----- TASK MATERIAL

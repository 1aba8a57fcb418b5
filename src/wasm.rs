//! WebAssembly bindings for the interpreter.
//!
//! This module provides JavaScript-friendly wrappers around [`Machine`].

use wasm_bindgen::prelude::*;
use crate::{load, Machine, Program, Register};
use serde::Serialize;

/// Initialize panic hook for better error messages in console.
#[wasm_bindgen(start)]
pub fn init() {
    #[cfg(feature = "console_error_panic_hook")]
    console_error_panic_hook::set_once();
}

/// WebAssembly-friendly machine wrapper.
#[wasm_bindgen]
pub struct WasmMachine {
    machine: Machine,
}

#[derive(Serialize)]
struct Snapshot<'a> {
    a: i32,
    b: i32,
    c: i32,
    d: i32,
    comparator: crate::Comparator,
    pc: usize,
    steps: u64,
    state: crate::MachineState,
    call_depth: usize,
    output: &'a [i32],
}

#[wasm_bindgen]
impl WasmMachine {
    /// Create a machine with an empty program.
    #[wasm_bindgen(constructor)]
    pub fn new() -> Self {
        Self {
            machine: Machine::new(Program::default()),
        }
    }

    /// Load a program from source. Returns the instruction count.
    #[wasm_bindgen]
    pub fn load(&mut self, source: &str) -> Result<usize, JsError> {
        let program = load(source)
            .map_err(|e| JsError::new(&e.to_string()))?;

        let len = program.len();
        self.machine = Machine::new(program);
        Ok(len)
    }

    /// Step one instruction. Returns the trace line for it.
    #[wasm_bindgen]
    pub fn step(&mut self) -> Result<String, JsError> {
        let step = self.machine.step()
            .map_err(|e| JsError::new(&e.to_string()))?;
        Ok(step.to_string())
    }

    /// Run until the program stops or `max_steps` instructions have run.
    #[wasm_bindgen]
    pub fn run(&mut self, max_steps: u32) -> Result<u64, JsError> {
        self.machine.run_limited(max_steps as u64)
            .map_err(|e| JsError::new(&e.to_string()))
    }

    /// Reset execution state, keeping the program.
    #[wasm_bindgen]
    pub fn reset(&mut self) {
        self.machine.reset();
    }

    #[wasm_bindgen]
    pub fn is_running(&self) -> bool {
        self.machine.is_running()
    }

    #[wasm_bindgen]
    pub fn steps(&self) -> u64 {
        self.machine.steps
    }

    #[wasm_bindgen]
    pub fn pc(&self) -> usize {
        self.machine.pc()
    }

    /// Get a register by name (`"a"` to `"d"`).
    #[wasm_bindgen]
    pub fn register(&self, name: &str) -> Result<i32, JsError> {
        let reg = Register::parse(name)
            .ok_or_else(|| JsError::new(&format!("unknown register {}", name)))?;
        Ok(self.machine.register(reg))
    }

    /// Get the comparator as a string.
    #[wasm_bindgen]
    pub fn comparator(&self) -> String {
        self.machine.comparator.to_string()
    }

    /// Get state as string.
    #[wasm_bindgen]
    pub fn state(&self) -> String {
        format!("{:?}", self.machine.state)
    }

    /// Values printed so far.
    #[wasm_bindgen]
    pub fn output(&self) -> js_sys::Int32Array {
        js_sys::Int32Array::from(self.machine.output())
    }

    /// Program listing.
    #[wasm_bindgen]
    pub fn listing(&self) -> String {
        self.machine.program().listing()
    }

    /// Get the whole machine state as a JSON string.
    #[wasm_bindgen]
    pub fn state_json(&self) -> Result<String, JsError> {
        let m = &self.machine;
        let snapshot = Snapshot {
            a: m.register(Register::A),
            b: m.register(Register::B),
            c: m.register(Register::C),
            d: m.register(Register::D),
            comparator: m.comparator,
            pc: m.pc(),
            steps: m.steps,
            state: m.state,
            call_depth: m.stack.len(),
            output: m.output(),
        };
        serde_json::to_string(&snapshot).map_err(|e| JsError::new(&e.to_string()))
    }
}

impl Default for WasmMachine {
    fn default() -> Self {
        Self::new()
    }
}

/// Run source for at most `max_steps` instructions and return the final
/// report as JSON. A program still going at the cap reports `"running"`.
#[wasm_bindgen]
pub fn wasm_execute(source: &str, max_steps: u32) -> Result<String, JsError> {
    let config = crate::RunConfig {
        max_steps: Some(max_steps as u64),
        ..crate::RunConfig::default()
    };
    let report = crate::execute(source, &config)
        .map_err(|e| JsError::new(&e.to_string()))?;
    serde_json::to_string(&report).map_err(|e| JsError::new(&e.to_string()))
}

----------

=== GOAL OF THE EXERCISE ===
Copy out every record again, letter for letter.

=== SOLUTION TO THE EXERCISE ===
repository 1aba8a57fcb418b5
filename src/wasm.rs
//! WebAssembly bindings for the interpreter.
//!
//! This module provides JavaScript-friendly wrappers around [`Machine`].

use wasm_bindgen::prelude::*;
use crate::{load, Machine, Program, Register};
use serde::Serialize;

/// Initialize panic hook for better error messages in console.
#[wasm_bindgen(start)]
pub fn init() {
    #[cfg(feature = "console_error_panic_hook")]
    console_error_panic_hook::set_once();
}

/// WebAssembly-friendly machine wrapper.
#[wasm_bindgen]
pub struct WasmMachine {
    machine: Machine,
}

#[derive(Serialize)]
struct Snapshot<'a> {
    a: i32,
    b: i32,
    c: i32,
    d: i32,
    comparator: crate::Comparator,
    pc: usize,
    steps: u64,
    state: crate::MachineState,
    call_depth: usize,
    output: &'a [i32],
}

#[wasm_bindgen]
impl WasmMachine {
    /// Create a machine with an empty program.
    #[wasm_bindgen(constructor)]
    pub fn new() -> Self {
        Self {
            machine: Machine::new(Program::default()),
        }
    }

    /// Load a program from source. Returns the instruction count.
    #[wasm_bindgen]
    pub fn load(&mut self, source: &str) -> Result<usize, JsError> {
        let program = load(source)
            .map_err(|e| JsError::new(&e.to_string()))?;

        let len = program.len();
        self.machine = Machine::new(program);
        Ok(len)
    }

    /// Step one instruction. Returns the trace line for it.
    #[wasm_bindgen]
    pub fn step(&mut self) -> Result<String, JsError> {
        let step = self.machine.step()
            .map_err(|e| JsError::new(&e.to_string()))?;
        Ok(step.to_string())
    }

    /// Run until the program stops or `max_steps` instructions have run.
    #[wasm_bindgen]
    pub fn run(&mut self, max_steps: u32) -> Result<u64, JsError> {
        self.machine.run_limited(max_steps as u64)
            .map_err(|e| JsError::new(&e.to_string()))
    }

    /// Reset execution state, keeping the program.
    #[wasm_bindgen]
    pub fn reset(&mut self) {
        self.machine.reset();
    }

    #[wasm_bindgen]
    pub fn is_running(&self) -> bool {
        self.machine.is_running()
    }

    #[wasm_bindgen]
    pub fn steps(&self) -> u64 {
        self.machine.steps
    }

    #[wasm_bindgen]
    pub fn pc(&self) -> usize {
        self.machine.pc()
    }

    /// Get a register by name (`"a"` to `"d"`).
    #[wasm_bindgen]
    pub fn register(&self, name: &str) -> Result<i32, JsError> {
        let reg = Register::parse(name)
            .ok_or_else(|| JsError::new(&format!("unknown register {}", name)))?;
        Ok(self.machine.register(reg))
    }

    /// Get the comparator as a string.
    #[wasm_bindgen]
    pub fn comparator(&self) -> String {
        self.machine.comparator.to_string()
    }

    /// Get state as string.
    #[wasm_bindgen]
    pub fn state(&self) -> String {
        format!("{:?}", self.machine.state)
    }

    /// Values printed so far.
    #[wasm_bindgen]
    pub fn output(&self) -> js_sys::Int32Array {
        js_sys::Int32Array::from(self.machine.output())
    }

    /// Program listing.
    #[wasm_bindgen]
    pub fn listing(&self) -> String {
        self.machine.program().listing()
    }

    /// Get the whole machine state as a JSON string.
    #[wasm_bindgen]
    pub fn state_json(&self) -> Result<String, JsError> {
        let m = &self.machine;
        let snapshot = Snapshot {
            a: m.register(Register::A),
            b: m.register(Register::B),
            c: m.register(Register::C),
            d: m.register(Register::D),
            comparator: m.comparator,
            pc: m.pc(),
            steps: m.steps,
            state: m.state,
            call_depth: m.stack.len(),
            output: m.output(),
        };
        serde_json::to_string(&snapshot).map_err(|e| JsError::new(&e.to_string()))
    }
}

impl Default for WasmMachine {
    fn default() -> Self {
        Self::new()
    }
}

/// Run source for at most `max_steps` instructions and return the final
/// report as JSON. A program still going at the cap reports `"running"`.
#[wasm_bindgen]
pub fn wasm_execute(source: &str, max_steps: u32) -> Result<String, JsError> {
    let config = crate::RunConfig {
        max_steps: Some(max_steps as u64),
        ..crate::RunConfig::default()
    };
    let report = crate::execute(source, &config)
        .map_err(|e| JsError::new(&e.to_string()))?;
    serde_json::to_string(&report).map_err(|e| JsError::new(&e.to_string()))
}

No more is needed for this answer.